Speaking to the Soul: Abide in Me

John 15:1-11

“Abide in me.” What an invitation! In the abundant, generous, all-seeing soul of Jesus there is space, ample room, and each of us can occupy a permanent place there. That is where we belong.

“Our Saviour is our true mother,” says Julian of Norwich, “in whom we are endlessly born and out of whom we shall never come.” (Showings, long text, chpt. 57) The pierced side of Jesus is a womb infinitely deep, a womb in which we all always dwell, opened to hold us forever.

What does that mean? Isn’t it an image of psychological regression? Doesn’t it suggest an abnegation of our responsibility to be ourselves and live meaningful, independent lives?

Being ourselves does not mean being alone. In Jesus we are completed.

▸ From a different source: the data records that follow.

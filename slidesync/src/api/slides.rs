//! Slide capture handlers.
//!
//! Both routes answer with a bare [`ExtractionResult`]. Request-level
//! problems (bad base64, missing file part) are `400` with
//! `{ "success": false, "error": "..." }`; everything after decoding is
//! folded into the result itself.

use axum::extract::multipart::MultipartError;
use axum::extract::{Multipart, State};
use axum::http::StatusCode;
use axum::Json;
use base64::{engine::general_purpose::STANDARD, Engine};
use serde::Deserialize;
use tracing::debug;

use crate::api::extractors::AppJson;
use crate::api::state::AppState;
use crate::error::{Result, SlideSyncError};
use crate::ocr::ExtractionResult;

/// Camera capture from the browser.
#[derive(Debug, Deserialize, utoipa::ToSchema)]
pub struct ProcessSlideRequest {
    /// `data:image/...;base64,...` URI or bare base64.
    pub image: String,
}

/// Multipart form accepted by `/upload-image`.
#[derive(utoipa::ToSchema)]
pub struct UploadImageForm {
    /// The photo. An empty filename is rejected.
    #[schema(value_type = String, format = Binary)]
    pub image: Vec<u8>,
}

/// Error body shared by both routes.
#[derive(Debug, serde::Serialize, utoipa::ToSchema)]
pub struct ErrorBody {
    pub success: bool,
    pub error: String,
}

/// Decode the `image` field of a capture request into raw file bytes.
pub fn decode_image_payload(payload: &str) -> Result<Vec<u8>> {
    let encoded = match payload.split_once(',') {
        Some((header, data)) if header.starts_with("data:") => data,
        _ => payload,
    };

    let compact: String = encoded
        .chars()
        .filter(|c| !c.is_ascii_whitespace())
        .collect();
    if compact.is_empty() {
        return Err(SlideSyncError::Validation(
            "No image data provided".to_string(),
        ));
    }

    Ok(STANDARD.decode(compact)?)
}

fn map_multipart_error(err: MultipartError) -> SlideSyncError {
    if err.status() == StatusCode::PAYLOAD_TOO_LARGE {
        SlideSyncError::PayloadTooLarge(err.body_text())
    } else {
        SlideSyncError::Validation(format!("Invalid multipart body: {}", err.body_text()))
    }
}

/// `POST /process-slide`
#[utoipa::path(
    post,
    path = "/process-slide",
    tag = "slides",
    request_body = ProcessSlideRequest,
    responses(
        (status = 200, description = "Capture processed", body = ExtractionResult),
        (status = 400, description = "Missing or undecodable image data", body = ErrorBody),
        (status = 401, description = "Missing or invalid API key", body = ErrorBody),
    )
)]
pub async fn process_slide(
    State(state): State<AppState>,
    AppJson(req): AppJson<ProcessSlideRequest>,
) -> Result<Json<ExtractionResult>> {
    let bytes = decode_image_payload(&req.image)?;
    debug!(len = bytes.len(), "Received camera capture");

    Ok(Json(state.processor.process_bytes(&bytes).await))
}

/// `POST /upload-image`
///
/// Multipart form with the photo in the `image` field.
#[utoipa::path(
    post,
    path = "/upload-image",
    tag = "slides",
    request_body(content = UploadImageForm, content_type = "multipart/form-data"),
    responses(
        (status = 200, description = "Upload processed", body = ExtractionResult),
        (status = 400, description = "No file part, or no selected file", body = ErrorBody),
        (status = 401, description = "Missing or invalid API key", body = ErrorBody),
        (status = 413, description = "Upload exceeds the configured limit", body = ErrorBody),
    )
)]
pub async fn upload_image(
    State(state): State<AppState>,
    mut multipart: Multipart,
) -> Result<Json<ExtractionResult>> {
    while let Some(field) = multipart.next_field().await.map_err(map_multipart_error)? {
        if field.name() != Some("image") {
            continue;
        }

        let file_name = field.file_name().unwrap_or_default().to_string();
        if file_name.is_empty() {
            return Err(SlideSyncError::Validation("No selected file".to_string()));
        }

        let bytes = field.bytes().await.map_err(map_multipart_error)?;
        debug!(file_name = %file_name, len = bytes.len(), "Received upload");

        return Ok(Json(state.processor.process_bytes(&bytes).await));
    }

    Err(SlideSyncError::Validation("No file part".to_string()))
}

We build a congruence between who we really are and how we behave in the world. Being ourselves means knowing we are loved, knowing we are held secure no matter what happens to us – knowing ourselves, in relationship.

Abiding in Jesus does re-calibrate the scale by which we weigh up what’s important. How we determine what is enough and how we measure success change significantly when we perceive that we have a soul home within the great Soul. We might pay more attention to the little moments of joy in our lives instead of the pursuit of permanent happiness. Ways of being of service to others and of ending oppressive practices might become very important. Exploring the landscapes of love rather than those of exploitation will certainly be our desire. As we understand ourselves to be part of a larger wholeness the center of our volition will change. In Jesus we act out of the Self rather than the ego.

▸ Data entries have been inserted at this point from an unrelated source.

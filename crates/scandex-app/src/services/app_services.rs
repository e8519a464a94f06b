// SPDX-License-Identifier: PMPL-1.0-or-later
// Copyright (c) 2026 Jonathan D.A. Jewell (hyperpolymath) <jonathan.jewell@open.ac.uk>
//
// Central service layer — wires the store, the capture flow, and the
// exporter together for the front-end.
//
// Every collaborator is constructor-injected: the store handle and the
// extraction adapter are explicit values passed around, not process-wide
// singletons, so tests can substitute either without touching the flows.

use std::path::{Path, PathBuf};
use std::sync::Arc;

use scandex_bridge::platform_bridge;
use scandex_capture::{CannedExtractor, CaptureOrchestrator, CaptureProgress, ExtractionAdapter};
use scandex_core::AppConfig;
use scandex_core::error::{Result, ScandexError};
use scandex_core::types::{CapturedImage, IdRecord, RecordId};
use scandex_export::ExportOutcome;
use scandex_store::{MemoryStore, RecordStore, RemoteStore};
use tracing::info;

use super::data_dir;

const CONFIG_FILE: &str = "config.json";

/// Shared application services for whatever front-end sits on top.
#[derive(Clone)]
pub struct AppServices {
    store: Arc<dyn RecordStore>,
    adapter: Arc<dyn ExtractionAdapter>,
    config: AppConfig,
    data_dir: PathBuf,
}

impl AppServices {
    /// Initialise with the persisted config (plus environment overrides
    /// for the store endpoint) and the canned extraction stand-in.
    ///
    /// Falls back to the in-memory store when no remote endpoint is
    /// configured, so the tool remains usable offline.
    pub fn init() -> Result<Self> {
        let dir = data_dir::data_dir();
        info!(path = %dir.display(), "initialising app services");

        let mut config = match load_config(&dir) {
            Some(config) => config,
            None => {
                // First run: write the defaults out so there is a file to
                // point a store endpoint into.
                let config = AppConfig::default();
                persist_config(&dir, &config)?;
                config
            }
        };
        if let Ok(url) = std::env::var("SCANDEX_STORE_URL") {
            config.store.base_url = url;
        }
        if let Ok(key) = std::env::var("SCANDEX_STORE_KEY") {
            config.store.api_key = key;
        }

        let store: Arc<dyn RecordStore> = if config.store.base_url.is_empty() {
            info!("no store endpoint configured, using in-memory store");
            Arc::new(MemoryStore::new())
        } else {
            Arc::new(RemoteStore::new(config.store.clone())?)
        };

        Ok(Self::with_parts(
            store,
            Arc::new(CannedExtractor::new()),
            config,
            dir,
        ))
    }

    /// Assemble services from explicit collaborators.
    pub fn with_parts(
        store: Arc<dyn RecordStore>,
        adapter: Arc<dyn ExtractionAdapter>,
        config: AppConfig,
        data_dir: PathBuf,
    ) -> Self {
        Self {
            store,
            adapter,
            config,
            data_dir,
        }
    }

    pub fn store(&self) -> Arc<dyn RecordStore> {
        self.store.clone()
    }

    /// Start a fresh two-sided capture session.
    pub fn new_capture_session(&self) -> CaptureOrchestrator {
        CaptureOrchestrator::with_timeout(self.adapter.clone(), self.config.extraction_timeout())
    }

    /// Drive a complete two-sided capture: front image, back image, merged
    /// draft out.  The draft is not persisted — review happens first.
    pub async fn scan_document(
        &self,
        front: CapturedImage,
        back: CapturedImage,
    ) -> Result<IdRecord> {
        let session = self.new_capture_session();

        match session.submit_image(front).await? {
            CaptureProgress::FrontComplete => {}
            CaptureProgress::Complete(_) => {
                // Front submission can only ever complete the front side.
                return Err(ScandexError::CaptureBusy);
            }
        }
        session.begin_back_side()?;

        match session.submit_image(back).await? {
            CaptureProgress::Complete(mut draft) => {
                if !self.config.keep_image_reference {
                    draft.image_uri = None;
                }
                Ok(draft)
            }
            CaptureProgress::FrontComplete => Err(ScandexError::CaptureBusy),
        }
    }

    /// Persist a reviewed draft.
    pub async fn save_record(&self, draft: &IdRecord) -> Result<RecordId> {
        self.store.create(draft).await
    }

    /// Export every record to a spreadsheet in `out_dir` and offer it via
    /// the share sheet.
    ///
    /// Refuses when there is nothing to export — a header-only file is
    /// useless to share, so this caller blocks it.
    pub async fn export_all(&self, out_dir: &Path) -> Result<ExportOutcome> {
        let records = self.store.list().await?;
        if records.is_empty() {
            return Err(ScandexError::Export("no records to export".into()));
        }

        let bridge = platform_bridge();
        scandex_export::export_records(&records, out_dir, bridge.as_share())
    }

    /// Default directory for exported spreadsheets.
    pub fn export_dir(&self) -> PathBuf {
        let dir = self.data_dir.join("exports");
        std::fs::create_dir_all(&dir).ok();
        dir
    }
}

fn load_config(data_dir: &Path) -> Option<AppConfig> {
    let path = data_dir.join(CONFIG_FILE);
    let data = std::fs::read_to_string(&path).ok()?;
    serde_json::from_str(&data).ok()
}

/// Write the config back out as pretty JSON for the next run.
pub fn persist_config(data_dir: &Path, config: &AppConfig) -> Result<()> {
    let path = data_dir.join(CONFIG_FILE);
    let json = serde_json::to_string_pretty(config)?;
    std::fs::write(&path, json)?;
    Ok(())
}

How, then, do we accept Jesus’ invitation to abide in him? In a way it is simply a matter of noticing. We are already there, already in that roomy, nurturing womb. “You have already been cleansed by the word I have spoken to you,” says Jesus.

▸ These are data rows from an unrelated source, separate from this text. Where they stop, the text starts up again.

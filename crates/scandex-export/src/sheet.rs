// SPDX-License-Identifier: PMPL-1.0-or-later
// Copyright (c) 2026 Jonathan D.A. Jewell (hyperpolymath) <jonathan.jewell@open.ac.uk>
//
// Worksheet generation — one fixed-schema sheet of record rows.
//
// Column order and headers are part of the export contract and must not
// change; consumers of the shared file key on them.

use std::path::Path;

use chrono::Local;
use rust_xlsxwriter::{Color, Format, FormatAlign, Workbook};
use scandex_core::error::{Result, ScandexError};
use scandex_core::types::IdRecord;

/// Name of the single worksheet.
pub const SHEET_NAME: &str = "ID Scans";

/// Fixed columns: header text and display width, in contract order.
pub const COLUMNS: [(&str, f64); 8] = [
    ("Name", 20.0),
    ("Date of Birth", 15.0),
    ("ID Number", 15.0),
    ("Address", 30.0),
    ("Issue Date", 15.0),
    ("Expiry Date", 15.0),
    ("Scan Date", 20.0),
    ("Additional Info", 30.0),
];

/// Render one record as its row of cell strings, in column order.
///
/// Absent optional fields become empty strings — never a placeholder
/// token.  The scan timestamp is shown as a locale-formatted local
/// date-time rather than the stored RFC 3339 form.
pub fn render_row(record: &IdRecord) -> [String; 8] {
    [
        record.name.clone(),
        record.date_of_birth.clone(),
        record.id_number.clone(),
        record.address.clone(),
        record.issue_date.clone().unwrap_or_default(),
        record.expiry_date.clone().unwrap_or_default(),
        record
            .scan_date
            .with_timezone(&Local)
            .format("%c")
            .to_string(),
        record.additional_info.clone().unwrap_or_default(),
    ]
}

/// Render all records in the order received; this layer never re-sorts.
pub fn render_rows(records: &[IdRecord]) -> Vec<[String; 8]> {
    records.iter().map(render_row).collect()
}

fn sheet_err(e: rust_xlsxwriter::XlsxError) -> ScandexError {
    ScandexError::Export(e.to_string())
}

/// Write the workbook to `path`.  Zero records is legal here and yields a
/// header-only sheet; rejecting empty input is the caller's decision.
pub fn write_workbook(records: &[IdRecord], path: &Path) -> Result<()> {
    let mut workbook = Workbook::new();
    let worksheet = workbook.add_worksheet();
    worksheet.set_name(SHEET_NAME).map_err(sheet_err)?;

    // Header row: bold on a light grey fill, per the original layout.
    let header_format = Format::new()
        .set_bold()
        .set_background_color(Color::RGB(0xE0E0E0));
    let cell_format = Format::new().set_align(FormatAlign::Left);

    for (col, (header, width)) in COLUMNS.iter().enumerate() {
        let col = col as u16;
        worksheet.set_column_width(col, *width).map_err(sheet_err)?;
        worksheet
            .write_string_with_format(0, col, *header, &header_format)
            .map_err(sheet_err)?;
    }

    for (i, row) in render_rows(records).iter().enumerate() {
        let row_index = (i + 1) as u32;
        for (col, value) in row.iter().enumerate() {
            worksheet
                .write_string_with_format(row_index, col as u16, value, &cell_format)
                .map_err(sheet_err)?;
        }
    }

    workbook.save(path).map_err(sheet_err)?;
    Ok(())
}

#[cfg(test)]
mod tests {
    use super::*;
    use chrono::{TimeZone, Utc};

    fn sample() -> IdRecord {
        IdRecord {
            id: None,
            name: "John Doe".into(),
            date_of_birth: "1990-01-01".into(),
            id_number: "ID12345678".into(),
            address: "123 Main St".into(),
            issue_date: Some("2020-01-01".into()),
            expiry_date: Some("2025-01-01".into()),
            scan_date: Utc.with_ymd_and_hms(2024, 6, 15, 12, 0, 0).unwrap(),
            image_uri: None,
            additional_info: None,
        }
    }

    #[test]
    fn headers_match_the_contract_in_order() {
        let headers: Vec<_> = COLUMNS.iter().map(|(h, _)| *h).collect();
        assert_eq!(
            headers,
            vec![
                "Name",
                "Date of Birth",
                "ID Number",
                "Address",
                "Issue Date",
                "Expiry Date",
                "Scan Date",
                "Additional Info",
            ]
        );
    }

    #[test]
    fn row_renders_fields_in_column_order_with_empty_optionals() {
        let row = render_row(&sample());
        assert_eq!(row[0], "John Doe");
        assert_eq!(row[1], "1990-01-01");
        assert_eq!(row[2], "ID12345678");
        assert_eq!(row[3], "123 Main St");
        assert_eq!(row[4], "2020-01-01");
        assert_eq!(row[5], "2025-01-01");
        // Absent additional info renders as an empty string, not a token.
        assert_eq!(row[7], "");
    }

    #[test]
    fn scan_date_is_locale_formatted_not_rfc3339() {
        let row = render_row(&sample());
        assert!(!row[6].contains('T'), "raw RFC 3339 leaked: {}", row[6]);
        assert!(row[6].contains("2024"), "year missing: {}", row[6]);
    }

    #[test]
    fn rows_keep_the_order_received() {
        let mut first = sample();
        first.name = "First".into();
        let mut second = sample();
        second.name = "Second".into();
        // Second has an older scan date; order must still be preserved.
        second.scan_date = Utc.with_ymd_and_hms(2020, 1, 1, 0, 0, 0).unwrap();

        let rows = render_rows(&[first, second]);
        assert_eq!(rows[0][0], "First");
        assert_eq!(rows[1][0], "Second");
    }

    #[test]
    fn zero_records_yield_zero_rows() {
        assert!(render_rows(&[]).is_empty());
    }

    #[test]
    fn workbook_writes_to_disk() {
        let dir = tempfile::tempdir().expect("tempdir");
        let path = dir.path().join("out.xlsx");

        write_workbook(&[sample()], &path).expect("write");
        let meta = std::fs::metadata(&path).expect("file exists");
        assert!(meta.len() > 0);
    }

    #[test]
    fn header_only_workbook_is_legal() {
        let dir = tempfile::tempdir().expect("tempdir");
        let path = dir.path().join("empty.xlsx");
        write_workbook(&[], &path).expect("write header-only file");
        assert!(path.exists());
    }
}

But the change in perception that allows us to really know that we abide in Christ is something that grows with practice. Every time we engage in centering prayer, lectio divina, chanting or some other prayer practice we firm up our experience of abiding. Communal worship helps, too. And when we are anchored in the present moment, attending to ourselves and what’s around us, we know we are in Christ. This is not a head knowledge; it is experienced in the whole of us, in our hearts.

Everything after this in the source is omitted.